歩き方をバカにされ、仲間はずれにされた。

その仲間はずれは高学年になっても続き

そのストレスにより爪を噛むようになると

爪を噛む行為が仲間はずれの対象となった。

毎日「死ね」や「消えろ」のシャワーを浴び

帰ってきたらネットの中で生きる日々。

私は生きている意味はあるのだろうか。

消えたかったが勇気が出なかった。


中学高校は県内の特別支援学校に行った。

障がいに対する差別偏見は勿論無く

至って平穏に暮らせていた。

ふたつだけ残念な点をあげるとするならば

部活動が無かったこととバイト禁止だったこと。

理由は、学園ドラマで見る「青春」ぽいことを

してみたかったからだ。

ちなみに演劇部か合唱部に憧れを抱いていた。


社会人になり少しした頃に、運命の人に出逢う。

当時応援していたアーティストのファンで

私よりも年上の男性である。

第一印象は少しだけ悪かったが接していくうちに

私と気が合うことを知り、好意をもった。

そんな日常を送っていたある日、夢を見た。

アーティストの運営スタッフに私が

結婚報告をする夢なのだが、なんとその相手が

想いを寄せていた彼であったのだ。

彼にそのことを話すと案の定驚いた。

そして、私が好意をもっていることを

遠回しに伝えると、彼はそれを察し告白をした。

こんな漫画のような展開があるのだろうか。

私達は動揺を隠しきれなかった。

それから喧嘩をしつつも仲を深めていった。

彼に対して信頼は物凄くしているが、ひとつだけ

謝りたいことがある。

それは、健常者よりも負担がかかることだ。

福祉制度の勉強やデートでの配慮などを

していただかなくてはならないし

障害者雇用の私は給料があまり無く

彼に頑張っていただかなければ

生活が苦しくなる。
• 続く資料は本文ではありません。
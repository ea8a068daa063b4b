//! Mapping between `Ini` documents and [`MapConfig`].
//!
//! This is the only place INI section and key names appear.

use std::str::FromStr;

use ini::{Ini, Properties};

use super::file::ConfigFileError;
use super::MapConfig;

/// Parse an `Ini` into a `MapConfig`, overlaying values on the defaults.
pub(super) fn parse_ini(ini: &Ini) -> Result<MapConfig, ConfigFileError> {
    let mut config = MapConfig::default();

    if let Some(section) = ini.section(Some("source")) {
        if let Some(v) = non_empty(section, "url_template") {
            config = config.with_url_template(v);
        }
        if let Some(v) = non_empty(section, "default_source") {
            config = config.with_default_source(v);
        }
        if let Some(v) = non_empty(section, "access_token") {
            config = config.with_access_token(v);
        }
    }

    if let Some(section) = ini.section(Some("http")) {
        if let Some(v) = section.get("timeout") {
            let timeout: u64 = parse_number("http", "timeout", v, "expected whole seconds")?;
            if timeout == 0 {
                return Err(invalid("http", "timeout", v, "must be at least 1 second"));
            }
            config = config.with_timeout_secs(timeout);
        }
        if let Some(v) = non_empty(section, "user_agent") {
            config = config.with_user_agent(v);
        }
    }

    if let Some(section) = ini.section(Some("cache")) {
        if let Some(v) = section.get("retain_tiles") {
            let count = parse_number("cache", "retain_tiles", v, "expected a tile count")?;
            config = config.with_retain_tiles(count);
        }
    }

    if let Some(section) = ini.section(Some("map")) {
        if let Some(v) = section.get("zoom") {
            let zoom: u8 = parse_number("map", "zoom", v, "expected a zoom level 0-22")?;
            if zoom > crate::coord::MAX_ZOOM {
                return Err(invalid("map", "zoom", v, "expected a zoom level 0-22"));
            }
            config = config.with_zoom(zoom);
        }
    }

    Ok(config)
}

/// Render a `MapConfig` as an `Ini`. Unset optional values are omitted.
pub(super) fn to_ini(config: &MapConfig) -> Ini {
    let mut ini = Ini::new();

    {
        let mut section = ini.with_section(Some("source"));
        if let Some(v) = config.url_template() {
            section.set("url_template", v);
        }
        if let Some(v) = config.default_source() {
            section.set("default_source", v);
        }
        if let Some(v) = config.access_token() {
            section.set("access_token", v);
        }
    }

    ini.with_section(Some("http"))
        .set("timeout", config.timeout_secs().to_string())
        .set("user_agent", config.user_agent());
    ini.with_section(Some("cache"))
        .set("retain_tiles", config.retain_tiles().to_string());
    ini.with_section(Some("map"))
        .set("zoom", config.zoom().to_string());

    ini
}

fn non_empty<'a>(section: &'a Properties, key: &str) -> Option<&'a str> {
    section.get(key).map(str::trim).filter(|v| !v.is_empty())
}

fn parse_number<T: FromStr>(
    section: &str,
    key: &str,
    value: &str,
    reason: &str,
) -> Result<T, ConfigFileError> {
    value
        .trim()
        .parse()
        .map_err(|_| invalid(section, key, value, reason))
}

fn invalid(section: &str, key: &str, value: &str, reason: &str) -> ConfigFileError {
    ConfigFileError::InvalidValue {
        section: section.to_string(),
        key: key.to_string(),
        value: value.to_string(),
        reason: reason.to_string(),
    }
}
本当に申し訳ない。

しかし彼はその覚悟をもって私といてくれる。

感謝してもしきれないくらいの存在だ。


私が生まれる時間を

一ヶ月でも一週間でも一日でも

一時間でも一分でも一秒でもずらしていれば

家庭を支えられ、いじめにも遭わず

「青春」を謳歌し、愛する人に負荷をかけない

平凡で当たり前で

素晴らしい人生になっただろう。

今でも「本当の私」が送るはずだった日々を

考えると後悔ややるせなさで涙が出てくる。

しかし、障がいを患っていなければ

出逢えなかったことや人はたくさんあるのも

事実には変わりない。

私が出来ないことを羨む人生よりも

私にしか出来ないことを誇れる人生にしよう。


借りものゝ命がひとつ

厚かましく使ひ込むで返せ


私が好きな曲の歌詞にもある通り

どうせ借りた身体(いのち)ならば

好きなことや無茶なことをたくさん経験して

悔いの無い人生にした方が良い。

人生は奇跡の連続なのだから

きっと良いことが待っているんだ。


今日も私はどっかの誰かの身体を貸してもらって

「私」として生きていく。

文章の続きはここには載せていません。